> [Task prompt] Every line in the data below that includes "location" belongs in the answer, copied as it stands.

> [Material provided]
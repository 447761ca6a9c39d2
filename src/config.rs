//! Configuration handling for the contact form

use crate::delivery::{MessageSender, OutboxSender, SimulatedSender, DEFAULT_SEND_DELAY};
use anyhow::Result;
use directories::ProjectDirs;
use serde::{Deserialize, Serialize};
use std::fs;
use std::path::{Path, PathBuf};
use std::sync::Arc;
use std::time::Duration;

const DEFAULT_TOAST_DURATION_MS: u64 = 5000;

/// Which delivery collaborator to use
#[derive(Debug, Clone, Copy, PartialEq, Eq, Default, Serialize, Deserialize)]
#[serde(rename_all = "lowercase")]
pub enum SenderKind {
    #[default]
    Simulated,
    Outbox,
}

/// Contact details shown beside the form
#[derive(Debug, Clone, PartialEq, Eq, Serialize, Deserialize)]
#[serde(default)]
pub struct ContactProfile {
    pub email: String,
    pub phone: String,
    pub location: String,
}

impl Default for ContactProfile {
    fn default() -> Self {
        Self {
            email: "contact@webcreator.fr".to_string(),
            phone: "+33 1 23 45 67 89".to_string(),
            location: "Paris, France".to_string(),
        }
    }
}

/// User configuration
#[derive(Debug, Clone, PartialEq, Serialize, Deserialize, Default)]
pub struct AppConfig {
    /// Delivery collaborator
    pub sender: Option<SenderKind>,
    /// Simulated send delay in milliseconds
    pub submit_delay_ms: Option<u64>,
    /// Make the simulated sender fail every attempt
    pub simulate_failure: Option<bool>,
    /// Directory for the outbox sender
    pub outbox_dir: Option<PathBuf>,
    /// How long a notification stays on screen, in milliseconds
    pub toast_duration_ms: Option<u64>,
    /// Contact details shown beside the form
    pub profile: Option<ContactProfile>,
}

impl AppConfig {
    /// Get the config file path
    fn config_path() -> Option<PathBuf> {
        ProjectDirs::from("fr", "webcreator", "folio-contact")
            .map(|dirs| dirs.config_dir().join("config.json"))
    }

    /// Directory for log output, if the platform has one
    pub fn log_dir() -> Option<PathBuf> {
        ProjectDirs::from("fr", "webcreator", "folio-contact")
            .map(|dirs| dirs.data_dir().to_path_buf())
    }

    /// Load configuration from the user config file
    pub fn load() -> Result<Self> {
        match Self::config_path() {
            Some(path) => Self::load_from(&path),
            None => Ok(Self::default()),
        }
    }

    /// Load configuration from `path`, falling back to defaults when the
    /// file does not exist
    pub fn load_from(path: &Path) -> Result<Self> {
        if !path.exists() {
            return Ok(Self::default());
        }

        let content = fs::read_to_string(path)?;
        let config: AppConfig = serde_json::from_str(&content)?;
        tracing::info!(path = %path.display(), "Loaded config");
        Ok(config)
    }

    pub fn submit_delay(&self) -> Duration {
        self.submit_delay_ms
            .map(Duration::from_millis)
            .unwrap_or(DEFAULT_SEND_DELAY)
    }

    pub fn toast_duration(&self) -> Duration {
        Duration::from_millis(self.toast_duration_ms.unwrap_or(DEFAULT_TOAST_DURATION_MS))
    }

    pub fn profile(&self) -> ContactProfile {
        self.profile.clone().unwrap_or_default()
    }

    /// Build the configured delivery collaborator
    pub fn build_sender(&self) -> Result<Arc<dyn MessageSender>> {
        match self.sender.unwrap_or_default() {
            SenderKind::Simulated => {
                let delay = self.submit_delay();
                if self.simulate_failure.unwrap_or(false) {
                    Ok(Arc::new(SimulatedSender::failing(delay)))
                } else {
                    Ok(Arc::new(SimulatedSender::new(delay)))
                }
            }
            SenderKind::Outbox => {
                let dir = self
                    .outbox_dir
                    .clone()
                    .or_else(OutboxSender::default_dir)
                    .ok_or_else(|| anyhow::anyhow!("no outbox directory available"))?;
                let sender = OutboxSender::new(dir);
                tracing::info!(dir = %sender.dir().display(), "Delivering to outbox");
                Ok(Arc::new(sender))
            }
        }
    }
}
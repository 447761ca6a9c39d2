//! Form field value objects

/// Represents a single text field of the contact form
#[derive(Debug, Clone, PartialEq, Eq)]
pub struct FormField {
    pub name: String,
    pub label: String,
    pub placeholder: String,
    pub value: String,
    pub is_multiline: bool,
}

impl FormField {
    /// Create a new, empty text field
    pub fn text(name: &str, label: &str, placeholder: &str, is_multiline: bool) -> Self {
        Self {
            name: name.to_string(),
            label: label.to_string(),
            placeholder: placeholder.to_string(),
            value: String::new(),
            is_multiline,
        }
    }

    /// Get the raw value
    pub fn as_text(&self) -> &str {
        &self.value
    }

    /// Replace the value
    pub fn set_text(&mut self, value: String) {
        self.value = value;
    }

    /// Clear the field value
    pub fn clear(&mut self) {
        self.value.clear();
    }

    /// Value with an appended character, used by key handlers to build the
    /// next value before handing it to the controller
    pub fn with_char(&self, c: char) -> String {
        let mut next = self.value.clone();
        next.push(c);
        next
    }

    /// Value with the last character removed
    pub fn without_last_char(&self) -> String {
        let mut next = self.value.clone();
        next.pop();
        next
    }

    /// Get the display value for rendering
    pub fn display_value(&self) -> &str {
        if self.value.is_empty() {
            &self.placeholder
        } else {
            &self.value
        }
    }
}
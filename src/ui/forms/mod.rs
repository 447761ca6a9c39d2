//! Form rendering module
//!
//! - `field_renderer`: single field with its inline error
//! - `draw_contact_form`: the three fields plus the submit button

mod field_renderer;

pub use field_renderer::draw_field;

use super::components::{render_button, spinner_glyph, BUTTON_HEIGHT};
use crate::app::App;
use crate::contact::SubmissionStatus;
use crate::state::{ContactField, Focus};
use ratatui::{
    layout::{Constraint, Direction, Layout, Rect},
    style::{Color, Style},
    widgets::{Block, Borders},
    Frame,
};

/// Draw the contact form panel
pub fn draw_contact_form(frame: &mut Frame, area: Rect, app: &App) {
    let block = Block::default()
        .title(" Send me a message ")
        .borders(Borders::ALL)
        .border_style(Style::default().fg(Color::Magenta));
    let inner = block.inner(area);
    frame.render_widget(block, area);

    let chunks = Layout::default()
        .direction(Direction::Vertical)
        .constraints([
            Constraint::Length(3),             // Name
            Constraint::Length(3),             // Email
            Constraint::Min(5),                // Message
            Constraint::Length(BUTTON_HEIGHT), // Submit
        ])
        .split(inner);

    let form = app.controller.form();
    let errors = app.controller.errors();
    for (idx, field) in ContactField::ALL.iter().enumerate() {
        draw_field(
            frame,
            chunks[idx],
            form.field(*field),
            errors.get(*field),
            app.state.focus == Focus::Field(*field),
        );
    }

    let status = app.controller.status();
    let label = submit_label(status, app.state.frame);
    render_button(
        frame,
        chunks[3],
        &label,
        app.state.focus == Focus::Submit,
        !status.is_busy(),
    );
}

/// Submit button text; busy while a send is in flight
fn submit_label(status: SubmissionStatus, frame: usize) -> String {
    match status {
        SubmissionStatus::Submitting => format!("{} Sending...", spinner_glyph(frame)),
        SubmissionStatus::Failed => "Retry".to_string(),
        SubmissionStatus::Idle | SubmissionStatus::Succeeded => "Send message".to_string(),
    }
}

#[cfg(test)]
mod tests {
    use super::*;

    #[test]
    fn test_submit_label_shows_spinner_while_busy() {
        let label = submit_label(SubmissionStatus::Submitting, 0);
        assert!(label.starts_with(spinner_glyph(0)));
        assert!(label.ends_with("Sending..."));
    }

    #[test]
    fn test_submit_label_after_failure() {
        assert_eq!(submit_label(SubmissionStatus::Failed, 0), "Retry");
    }

    #[test]
    fn test_submit_label_idle() {
        assert_eq!(submit_label(SubmissionStatus::Idle, 7), "Send message");
    }
}
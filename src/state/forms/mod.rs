//! Form domain layer
//!
//! Field values, the contact form record and its validation rules.

mod field;
mod form_state;
mod validation;

pub use field::FormField;
pub use form_state::{ContactForm, ContactMessage};
pub use validation::{ContactField, ErrorMap, FieldError};
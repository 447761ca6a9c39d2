//! Platform-specific key hints

/// Submit shortcut display for form help text.
/// Ctrl+S works on all platforms.
pub const SUBMIT_SHORTCUT: &str = "Ctrl+S";

/// Quit shortcut display
pub const QUIT_SHORTCUT: &str = "Ctrl+C";

/// Symbol shown before the focused element
#[cfg(target_os = "windows")]
pub const FOCUS_MARKER: &str = ">";

#[cfg(not(target_os = "windows"))]
pub const FOCUS_MARKER: &str = "▸";
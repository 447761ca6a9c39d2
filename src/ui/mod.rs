//! UI module for rendering the TUI

mod components;
mod forms;
mod layout;
mod profile;

use crate::app::App;
use ratatui::Frame;

/// Main draw function
pub fn draw(frame: &mut Frame, app: &App) {
    let area = frame.area();
    let screen = layout::create_layout(area);

    layout::draw_header(frame, screen.header);
    profile::draw(frame, screen.profile, app);
    forms::draw_contact_form(frame, screen.form, app);
    layout::draw_status_bar(frame, screen.status, app);

    // Notifications float above everything else
    let toasts = app.controller.notifier();
    if !toasts.is_empty() {
        components::render_toasts(frame, area, toasts.iter());
    }
}
//! Field rendering utilities for forms

use crate::state::{FieldError, FormField};
use ratatui::{
    layout::Rect,
    style::{Color, Modifier, Style},
    text::{Line, Span},
    widgets::{Block, Borders, Paragraph, Wrap},
    Frame,
};

/// Draw a form field, with its validation error (if any) in the border
pub fn draw_field(
    frame: &mut Frame,
    area: Rect,
    field: &FormField,
    error: Option<FieldError>,
    is_active: bool,
) {
    let border_style = match (error, is_active) {
        (Some(_), _) => Style::default().fg(Color::Red),
        (None, true) => Style::default().fg(Color::Cyan),
        (None, false) => Style::default().fg(Color::DarkGray),
    };

    let value_style = if field.as_text().is_empty() {
        Style::default()
            .fg(Color::DarkGray)
            .add_modifier(Modifier::ITALIC)
    } else {
        Style::default()
    };

    // Placeholder only while unfocused, so the cursor sits at the start
    let display_value = if field.as_text().is_empty() && is_active {
        ""
    } else {
        field.display_value()
    };

    let cursor = Span::styled(
        if is_active { "▌" } else { "" },
        Style::default().fg(Color::Cyan),
    );

    let mut lines: Vec<Line> = display_value
        .split('\n')
        .map(|l| Line::from(Span::styled(l.to_string(), value_style)))
        .collect();
    if let Some(last) = lines.last_mut() {
        last.spans.push(cursor);
    }

    let mut block = Block::default()
        .title(format!(" {} ", field.label))
        .borders(Borders::ALL)
        .border_style(border_style);
    if let Some(error) = error {
        block = block.title_bottom(Line::from(Span::styled(
            format!(" {error} "),
            Style::default().fg(Color::Red),
        )));
    }

    let content = Paragraph::new(lines).block(block);
    let content = if field.is_multiline {
        content.wrap(Wrap { trim: false })
    } else {
        content
    };
    frame.render_widget(content, area);
}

> [Response for this exercise]
    pub location: String,
            location: "Paris, France".to_string(),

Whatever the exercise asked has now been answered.